↓

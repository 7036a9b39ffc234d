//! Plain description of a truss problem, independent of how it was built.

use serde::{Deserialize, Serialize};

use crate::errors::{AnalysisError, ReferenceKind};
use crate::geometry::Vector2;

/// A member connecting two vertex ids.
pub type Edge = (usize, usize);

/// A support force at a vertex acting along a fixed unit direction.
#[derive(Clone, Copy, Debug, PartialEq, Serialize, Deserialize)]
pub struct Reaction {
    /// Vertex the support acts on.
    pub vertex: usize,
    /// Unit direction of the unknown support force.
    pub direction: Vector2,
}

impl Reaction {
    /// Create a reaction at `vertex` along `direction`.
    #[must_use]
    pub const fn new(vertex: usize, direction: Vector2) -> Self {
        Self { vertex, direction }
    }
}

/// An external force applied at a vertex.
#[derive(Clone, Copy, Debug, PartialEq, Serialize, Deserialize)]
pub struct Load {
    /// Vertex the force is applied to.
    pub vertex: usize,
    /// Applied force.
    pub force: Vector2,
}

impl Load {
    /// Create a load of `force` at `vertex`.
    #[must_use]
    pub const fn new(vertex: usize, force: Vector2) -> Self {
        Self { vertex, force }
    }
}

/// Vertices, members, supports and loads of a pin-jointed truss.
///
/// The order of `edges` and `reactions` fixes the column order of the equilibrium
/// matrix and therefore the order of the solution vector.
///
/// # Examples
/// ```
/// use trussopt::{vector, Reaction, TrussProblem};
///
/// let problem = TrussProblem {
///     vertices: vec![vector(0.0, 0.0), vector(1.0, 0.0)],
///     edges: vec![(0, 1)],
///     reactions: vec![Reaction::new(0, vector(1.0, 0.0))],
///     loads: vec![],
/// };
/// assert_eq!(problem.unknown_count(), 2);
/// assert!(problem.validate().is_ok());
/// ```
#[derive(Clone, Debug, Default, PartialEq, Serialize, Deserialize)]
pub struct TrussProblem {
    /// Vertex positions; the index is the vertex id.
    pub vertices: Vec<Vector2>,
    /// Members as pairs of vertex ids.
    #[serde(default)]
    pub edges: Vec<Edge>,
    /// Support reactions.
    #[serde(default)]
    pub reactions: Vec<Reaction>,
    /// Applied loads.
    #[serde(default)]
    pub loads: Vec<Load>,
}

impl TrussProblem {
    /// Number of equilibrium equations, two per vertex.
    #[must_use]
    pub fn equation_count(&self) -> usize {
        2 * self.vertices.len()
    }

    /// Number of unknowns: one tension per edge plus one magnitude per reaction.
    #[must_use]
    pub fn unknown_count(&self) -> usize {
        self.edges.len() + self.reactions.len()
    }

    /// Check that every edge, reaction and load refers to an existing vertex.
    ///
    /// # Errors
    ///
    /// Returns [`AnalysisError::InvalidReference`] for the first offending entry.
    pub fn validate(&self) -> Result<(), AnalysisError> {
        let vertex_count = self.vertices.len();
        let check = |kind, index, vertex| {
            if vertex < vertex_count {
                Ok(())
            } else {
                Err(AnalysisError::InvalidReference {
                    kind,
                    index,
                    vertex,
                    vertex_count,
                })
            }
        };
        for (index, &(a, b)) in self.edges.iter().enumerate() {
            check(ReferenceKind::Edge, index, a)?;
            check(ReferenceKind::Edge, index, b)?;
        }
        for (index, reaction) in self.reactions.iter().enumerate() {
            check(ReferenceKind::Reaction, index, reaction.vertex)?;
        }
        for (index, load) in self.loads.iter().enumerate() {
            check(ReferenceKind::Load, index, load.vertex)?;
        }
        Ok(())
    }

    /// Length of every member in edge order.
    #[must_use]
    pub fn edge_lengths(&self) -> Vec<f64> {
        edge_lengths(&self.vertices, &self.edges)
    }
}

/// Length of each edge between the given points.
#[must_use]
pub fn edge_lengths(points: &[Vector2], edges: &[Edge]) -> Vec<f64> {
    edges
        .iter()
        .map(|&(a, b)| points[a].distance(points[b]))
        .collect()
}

↑
↓

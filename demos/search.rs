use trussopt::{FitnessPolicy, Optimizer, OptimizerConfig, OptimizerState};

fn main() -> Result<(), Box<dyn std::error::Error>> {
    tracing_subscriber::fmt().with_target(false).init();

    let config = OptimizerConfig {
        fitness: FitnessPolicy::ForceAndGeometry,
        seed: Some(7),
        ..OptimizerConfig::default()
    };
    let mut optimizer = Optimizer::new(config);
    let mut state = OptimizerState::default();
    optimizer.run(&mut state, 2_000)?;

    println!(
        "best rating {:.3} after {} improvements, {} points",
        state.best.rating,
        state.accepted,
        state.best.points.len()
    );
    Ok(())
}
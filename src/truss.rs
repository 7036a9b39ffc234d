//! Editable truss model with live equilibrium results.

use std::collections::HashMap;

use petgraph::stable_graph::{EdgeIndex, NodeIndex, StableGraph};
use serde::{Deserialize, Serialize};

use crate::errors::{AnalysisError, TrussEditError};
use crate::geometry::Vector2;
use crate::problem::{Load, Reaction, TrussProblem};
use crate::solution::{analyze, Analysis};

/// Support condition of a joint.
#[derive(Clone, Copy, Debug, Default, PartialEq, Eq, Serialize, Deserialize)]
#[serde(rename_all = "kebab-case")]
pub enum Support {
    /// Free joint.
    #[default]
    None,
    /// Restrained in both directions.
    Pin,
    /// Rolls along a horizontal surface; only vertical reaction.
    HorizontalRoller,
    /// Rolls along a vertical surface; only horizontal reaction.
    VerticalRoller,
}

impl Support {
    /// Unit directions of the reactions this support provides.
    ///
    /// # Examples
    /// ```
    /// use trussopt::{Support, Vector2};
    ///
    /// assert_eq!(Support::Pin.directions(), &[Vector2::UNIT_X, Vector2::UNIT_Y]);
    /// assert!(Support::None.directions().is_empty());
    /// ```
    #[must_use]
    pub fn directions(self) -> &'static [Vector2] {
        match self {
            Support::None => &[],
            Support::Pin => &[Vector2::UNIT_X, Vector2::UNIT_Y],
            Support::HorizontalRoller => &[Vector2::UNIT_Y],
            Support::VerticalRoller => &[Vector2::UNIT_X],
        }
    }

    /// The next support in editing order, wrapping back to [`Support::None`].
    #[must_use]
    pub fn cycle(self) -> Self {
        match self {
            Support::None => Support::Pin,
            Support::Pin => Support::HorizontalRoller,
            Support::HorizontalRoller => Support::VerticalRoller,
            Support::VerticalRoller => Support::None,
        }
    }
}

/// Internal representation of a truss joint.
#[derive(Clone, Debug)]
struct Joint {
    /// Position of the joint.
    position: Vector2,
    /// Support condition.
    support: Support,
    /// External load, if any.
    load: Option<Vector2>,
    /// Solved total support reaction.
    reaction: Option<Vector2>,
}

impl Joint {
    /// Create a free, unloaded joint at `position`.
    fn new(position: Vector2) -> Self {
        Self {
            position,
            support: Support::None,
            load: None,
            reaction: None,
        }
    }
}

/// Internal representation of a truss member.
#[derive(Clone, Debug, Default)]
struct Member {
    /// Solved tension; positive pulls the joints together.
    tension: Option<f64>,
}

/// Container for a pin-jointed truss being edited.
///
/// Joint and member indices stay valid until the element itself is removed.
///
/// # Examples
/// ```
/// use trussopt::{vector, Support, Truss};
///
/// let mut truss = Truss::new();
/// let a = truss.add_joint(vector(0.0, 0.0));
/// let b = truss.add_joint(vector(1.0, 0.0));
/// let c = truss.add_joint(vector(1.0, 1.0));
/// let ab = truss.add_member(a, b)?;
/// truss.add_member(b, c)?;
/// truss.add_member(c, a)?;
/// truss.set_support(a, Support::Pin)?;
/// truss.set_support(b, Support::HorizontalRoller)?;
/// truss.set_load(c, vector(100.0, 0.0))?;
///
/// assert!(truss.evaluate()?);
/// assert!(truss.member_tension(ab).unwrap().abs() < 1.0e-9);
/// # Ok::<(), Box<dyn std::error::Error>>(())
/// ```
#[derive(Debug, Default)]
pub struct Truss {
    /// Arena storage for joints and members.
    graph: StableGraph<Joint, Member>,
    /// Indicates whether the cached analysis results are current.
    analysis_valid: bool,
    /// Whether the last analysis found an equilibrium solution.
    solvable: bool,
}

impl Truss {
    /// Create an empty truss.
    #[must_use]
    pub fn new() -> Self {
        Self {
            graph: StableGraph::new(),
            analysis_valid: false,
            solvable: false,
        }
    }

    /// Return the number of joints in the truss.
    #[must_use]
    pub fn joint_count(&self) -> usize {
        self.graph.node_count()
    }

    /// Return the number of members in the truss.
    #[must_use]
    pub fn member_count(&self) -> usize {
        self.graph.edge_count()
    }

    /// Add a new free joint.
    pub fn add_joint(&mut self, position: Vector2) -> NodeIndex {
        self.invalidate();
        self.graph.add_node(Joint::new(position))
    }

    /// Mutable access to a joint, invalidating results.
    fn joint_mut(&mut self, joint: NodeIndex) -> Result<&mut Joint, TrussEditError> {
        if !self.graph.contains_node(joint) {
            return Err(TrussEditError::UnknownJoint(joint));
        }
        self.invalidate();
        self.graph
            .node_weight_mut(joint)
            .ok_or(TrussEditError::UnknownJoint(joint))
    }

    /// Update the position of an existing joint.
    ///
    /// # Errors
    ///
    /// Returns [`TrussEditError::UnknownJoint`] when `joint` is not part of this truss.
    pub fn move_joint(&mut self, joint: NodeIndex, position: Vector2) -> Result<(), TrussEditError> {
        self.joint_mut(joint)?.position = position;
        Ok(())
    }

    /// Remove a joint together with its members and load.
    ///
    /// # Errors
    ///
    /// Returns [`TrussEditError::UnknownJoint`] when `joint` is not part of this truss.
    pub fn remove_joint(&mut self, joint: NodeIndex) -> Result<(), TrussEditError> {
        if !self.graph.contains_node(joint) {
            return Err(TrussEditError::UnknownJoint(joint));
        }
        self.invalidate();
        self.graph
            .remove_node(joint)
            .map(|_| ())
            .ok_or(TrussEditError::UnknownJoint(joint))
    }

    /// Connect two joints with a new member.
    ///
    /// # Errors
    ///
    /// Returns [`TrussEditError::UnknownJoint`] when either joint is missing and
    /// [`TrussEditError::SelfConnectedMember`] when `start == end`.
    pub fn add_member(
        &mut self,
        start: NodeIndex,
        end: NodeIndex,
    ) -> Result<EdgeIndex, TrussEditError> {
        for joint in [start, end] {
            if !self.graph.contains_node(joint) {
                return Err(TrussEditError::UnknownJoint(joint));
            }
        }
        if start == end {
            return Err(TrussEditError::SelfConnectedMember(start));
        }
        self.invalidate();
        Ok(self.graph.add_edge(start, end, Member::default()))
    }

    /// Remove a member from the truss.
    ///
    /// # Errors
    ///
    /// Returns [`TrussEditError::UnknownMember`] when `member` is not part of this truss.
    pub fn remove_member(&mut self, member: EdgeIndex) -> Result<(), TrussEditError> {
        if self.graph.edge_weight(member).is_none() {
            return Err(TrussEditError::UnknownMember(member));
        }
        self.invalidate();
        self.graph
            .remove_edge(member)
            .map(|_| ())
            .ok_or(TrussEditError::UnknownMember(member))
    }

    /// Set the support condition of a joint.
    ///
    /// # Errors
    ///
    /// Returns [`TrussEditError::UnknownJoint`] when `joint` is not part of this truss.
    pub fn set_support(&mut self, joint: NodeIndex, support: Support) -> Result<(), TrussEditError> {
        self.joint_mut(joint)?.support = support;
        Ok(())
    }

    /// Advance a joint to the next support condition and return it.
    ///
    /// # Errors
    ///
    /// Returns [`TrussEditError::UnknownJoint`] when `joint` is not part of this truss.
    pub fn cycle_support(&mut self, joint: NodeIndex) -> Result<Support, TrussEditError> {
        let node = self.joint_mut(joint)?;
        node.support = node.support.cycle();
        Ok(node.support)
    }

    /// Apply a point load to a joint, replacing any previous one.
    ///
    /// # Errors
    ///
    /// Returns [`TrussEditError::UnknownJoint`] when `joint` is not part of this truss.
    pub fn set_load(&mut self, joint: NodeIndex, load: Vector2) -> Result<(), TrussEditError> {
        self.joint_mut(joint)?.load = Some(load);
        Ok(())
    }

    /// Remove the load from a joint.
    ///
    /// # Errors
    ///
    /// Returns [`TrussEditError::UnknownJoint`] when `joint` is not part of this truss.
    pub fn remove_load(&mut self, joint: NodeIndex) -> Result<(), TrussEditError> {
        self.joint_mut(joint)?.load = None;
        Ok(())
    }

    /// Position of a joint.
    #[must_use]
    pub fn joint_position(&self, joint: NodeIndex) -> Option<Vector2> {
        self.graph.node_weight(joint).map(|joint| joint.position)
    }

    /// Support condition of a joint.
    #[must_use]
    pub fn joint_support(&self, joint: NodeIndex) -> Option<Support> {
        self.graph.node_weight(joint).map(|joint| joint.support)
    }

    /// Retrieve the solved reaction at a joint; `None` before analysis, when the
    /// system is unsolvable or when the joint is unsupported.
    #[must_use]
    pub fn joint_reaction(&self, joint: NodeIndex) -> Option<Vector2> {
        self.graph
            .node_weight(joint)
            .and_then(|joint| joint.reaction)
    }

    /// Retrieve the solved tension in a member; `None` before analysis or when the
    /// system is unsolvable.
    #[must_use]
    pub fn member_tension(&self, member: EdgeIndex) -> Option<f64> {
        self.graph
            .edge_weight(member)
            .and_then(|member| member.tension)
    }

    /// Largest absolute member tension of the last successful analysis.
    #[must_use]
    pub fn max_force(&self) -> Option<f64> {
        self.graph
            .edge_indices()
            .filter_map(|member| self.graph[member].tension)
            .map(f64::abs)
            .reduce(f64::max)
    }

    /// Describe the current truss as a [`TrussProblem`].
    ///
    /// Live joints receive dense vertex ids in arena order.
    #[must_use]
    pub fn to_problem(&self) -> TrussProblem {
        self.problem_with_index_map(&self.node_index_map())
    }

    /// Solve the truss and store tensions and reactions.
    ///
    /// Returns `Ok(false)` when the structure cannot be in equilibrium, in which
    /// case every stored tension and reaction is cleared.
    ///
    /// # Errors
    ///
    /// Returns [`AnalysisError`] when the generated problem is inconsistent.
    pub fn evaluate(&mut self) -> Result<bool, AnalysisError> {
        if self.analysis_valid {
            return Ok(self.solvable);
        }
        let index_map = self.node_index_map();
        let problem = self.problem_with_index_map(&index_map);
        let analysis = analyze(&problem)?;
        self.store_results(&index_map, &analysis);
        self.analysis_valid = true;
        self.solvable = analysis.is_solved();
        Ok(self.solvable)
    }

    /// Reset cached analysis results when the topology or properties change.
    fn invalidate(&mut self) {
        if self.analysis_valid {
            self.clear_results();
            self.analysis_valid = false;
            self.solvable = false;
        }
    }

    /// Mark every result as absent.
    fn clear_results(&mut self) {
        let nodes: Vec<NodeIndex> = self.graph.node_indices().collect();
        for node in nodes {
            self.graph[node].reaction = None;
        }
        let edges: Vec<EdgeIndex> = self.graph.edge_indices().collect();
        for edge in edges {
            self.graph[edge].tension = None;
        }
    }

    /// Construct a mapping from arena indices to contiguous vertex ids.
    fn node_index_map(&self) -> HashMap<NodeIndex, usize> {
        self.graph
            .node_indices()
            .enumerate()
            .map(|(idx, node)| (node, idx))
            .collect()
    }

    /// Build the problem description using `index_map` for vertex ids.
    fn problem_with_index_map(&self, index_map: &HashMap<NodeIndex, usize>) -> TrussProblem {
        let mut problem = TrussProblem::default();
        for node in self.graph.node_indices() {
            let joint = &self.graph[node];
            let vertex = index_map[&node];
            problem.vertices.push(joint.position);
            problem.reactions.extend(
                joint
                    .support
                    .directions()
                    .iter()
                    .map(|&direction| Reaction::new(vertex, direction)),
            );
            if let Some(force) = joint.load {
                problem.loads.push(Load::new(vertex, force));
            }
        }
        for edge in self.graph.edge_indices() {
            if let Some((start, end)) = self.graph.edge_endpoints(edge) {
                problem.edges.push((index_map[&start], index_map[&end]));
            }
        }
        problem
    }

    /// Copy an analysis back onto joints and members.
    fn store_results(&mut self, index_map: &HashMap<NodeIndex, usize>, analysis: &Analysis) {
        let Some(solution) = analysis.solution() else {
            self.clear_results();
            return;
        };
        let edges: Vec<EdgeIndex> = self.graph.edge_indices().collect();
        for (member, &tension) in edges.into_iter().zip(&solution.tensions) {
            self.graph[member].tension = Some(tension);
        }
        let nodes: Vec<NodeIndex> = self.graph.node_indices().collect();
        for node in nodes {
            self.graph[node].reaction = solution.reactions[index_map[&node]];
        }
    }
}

↑
↓

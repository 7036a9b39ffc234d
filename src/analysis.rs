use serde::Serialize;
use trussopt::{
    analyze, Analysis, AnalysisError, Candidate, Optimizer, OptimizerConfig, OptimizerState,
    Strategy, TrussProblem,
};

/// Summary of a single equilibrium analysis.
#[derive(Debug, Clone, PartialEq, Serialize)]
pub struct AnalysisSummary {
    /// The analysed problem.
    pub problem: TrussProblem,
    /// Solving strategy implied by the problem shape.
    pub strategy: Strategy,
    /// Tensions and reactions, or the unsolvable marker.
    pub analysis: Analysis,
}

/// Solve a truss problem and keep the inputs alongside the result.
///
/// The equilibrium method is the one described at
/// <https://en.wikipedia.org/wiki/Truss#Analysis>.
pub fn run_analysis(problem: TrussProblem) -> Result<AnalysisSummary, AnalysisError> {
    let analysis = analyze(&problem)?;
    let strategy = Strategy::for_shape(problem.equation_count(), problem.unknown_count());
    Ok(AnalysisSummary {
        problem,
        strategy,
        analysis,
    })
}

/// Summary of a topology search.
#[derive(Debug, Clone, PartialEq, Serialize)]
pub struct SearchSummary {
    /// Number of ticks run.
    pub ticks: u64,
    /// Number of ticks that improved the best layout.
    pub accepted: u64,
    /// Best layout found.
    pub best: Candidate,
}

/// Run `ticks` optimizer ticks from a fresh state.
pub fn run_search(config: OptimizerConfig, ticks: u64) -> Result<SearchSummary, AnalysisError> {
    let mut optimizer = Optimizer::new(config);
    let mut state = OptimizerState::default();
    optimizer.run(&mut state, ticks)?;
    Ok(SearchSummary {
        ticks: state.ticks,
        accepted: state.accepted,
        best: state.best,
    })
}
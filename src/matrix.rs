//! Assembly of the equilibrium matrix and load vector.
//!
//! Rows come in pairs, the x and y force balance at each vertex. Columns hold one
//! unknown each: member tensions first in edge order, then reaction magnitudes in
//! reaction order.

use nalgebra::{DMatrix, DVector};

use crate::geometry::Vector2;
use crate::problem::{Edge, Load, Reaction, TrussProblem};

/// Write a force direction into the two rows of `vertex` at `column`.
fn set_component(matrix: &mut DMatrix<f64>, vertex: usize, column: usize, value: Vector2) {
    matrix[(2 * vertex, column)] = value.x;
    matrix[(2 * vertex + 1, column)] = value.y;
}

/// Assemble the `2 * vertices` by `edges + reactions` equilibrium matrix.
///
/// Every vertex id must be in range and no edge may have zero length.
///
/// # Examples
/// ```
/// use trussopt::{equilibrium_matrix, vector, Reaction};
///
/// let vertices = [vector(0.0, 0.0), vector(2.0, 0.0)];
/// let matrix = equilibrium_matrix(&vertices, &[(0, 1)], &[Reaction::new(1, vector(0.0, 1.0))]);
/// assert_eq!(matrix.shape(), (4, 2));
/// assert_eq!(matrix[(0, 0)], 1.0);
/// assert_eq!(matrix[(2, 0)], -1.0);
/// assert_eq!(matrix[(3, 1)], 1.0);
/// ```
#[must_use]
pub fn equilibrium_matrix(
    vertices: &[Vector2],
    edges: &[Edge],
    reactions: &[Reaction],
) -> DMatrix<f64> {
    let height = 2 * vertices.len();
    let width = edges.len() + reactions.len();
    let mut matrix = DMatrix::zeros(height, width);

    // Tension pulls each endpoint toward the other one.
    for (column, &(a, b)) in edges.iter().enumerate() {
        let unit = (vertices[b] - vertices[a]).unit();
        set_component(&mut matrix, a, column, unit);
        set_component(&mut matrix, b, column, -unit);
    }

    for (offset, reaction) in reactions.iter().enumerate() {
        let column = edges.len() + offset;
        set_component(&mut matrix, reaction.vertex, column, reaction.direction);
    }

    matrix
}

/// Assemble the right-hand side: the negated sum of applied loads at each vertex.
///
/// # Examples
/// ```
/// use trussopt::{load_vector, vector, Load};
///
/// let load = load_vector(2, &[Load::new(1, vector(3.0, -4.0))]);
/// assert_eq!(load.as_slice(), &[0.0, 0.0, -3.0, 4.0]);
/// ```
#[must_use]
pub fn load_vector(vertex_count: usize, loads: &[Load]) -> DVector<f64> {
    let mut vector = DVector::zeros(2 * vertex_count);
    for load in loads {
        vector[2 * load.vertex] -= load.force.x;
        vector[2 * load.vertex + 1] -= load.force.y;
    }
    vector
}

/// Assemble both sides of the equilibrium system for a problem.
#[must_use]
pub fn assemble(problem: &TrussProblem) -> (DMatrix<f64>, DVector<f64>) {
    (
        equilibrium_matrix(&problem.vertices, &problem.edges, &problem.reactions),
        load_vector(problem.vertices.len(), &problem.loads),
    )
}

↑

● Required work
Some of the data mentions "HashMap". Copy every line where it does.

● Reply to the task
use std::collections::HashMap;
    fn node_index_map(&self) -> HashMap<NodeIndex, usize> {
    fn problem_with_index_map(&self, index_map: &HashMap<NodeIndex, usize>) -> TrussProblem {
    fn store_results(&mut self, index_map: &HashMap<NodeIndex, usize>, analysis: &Analysis) {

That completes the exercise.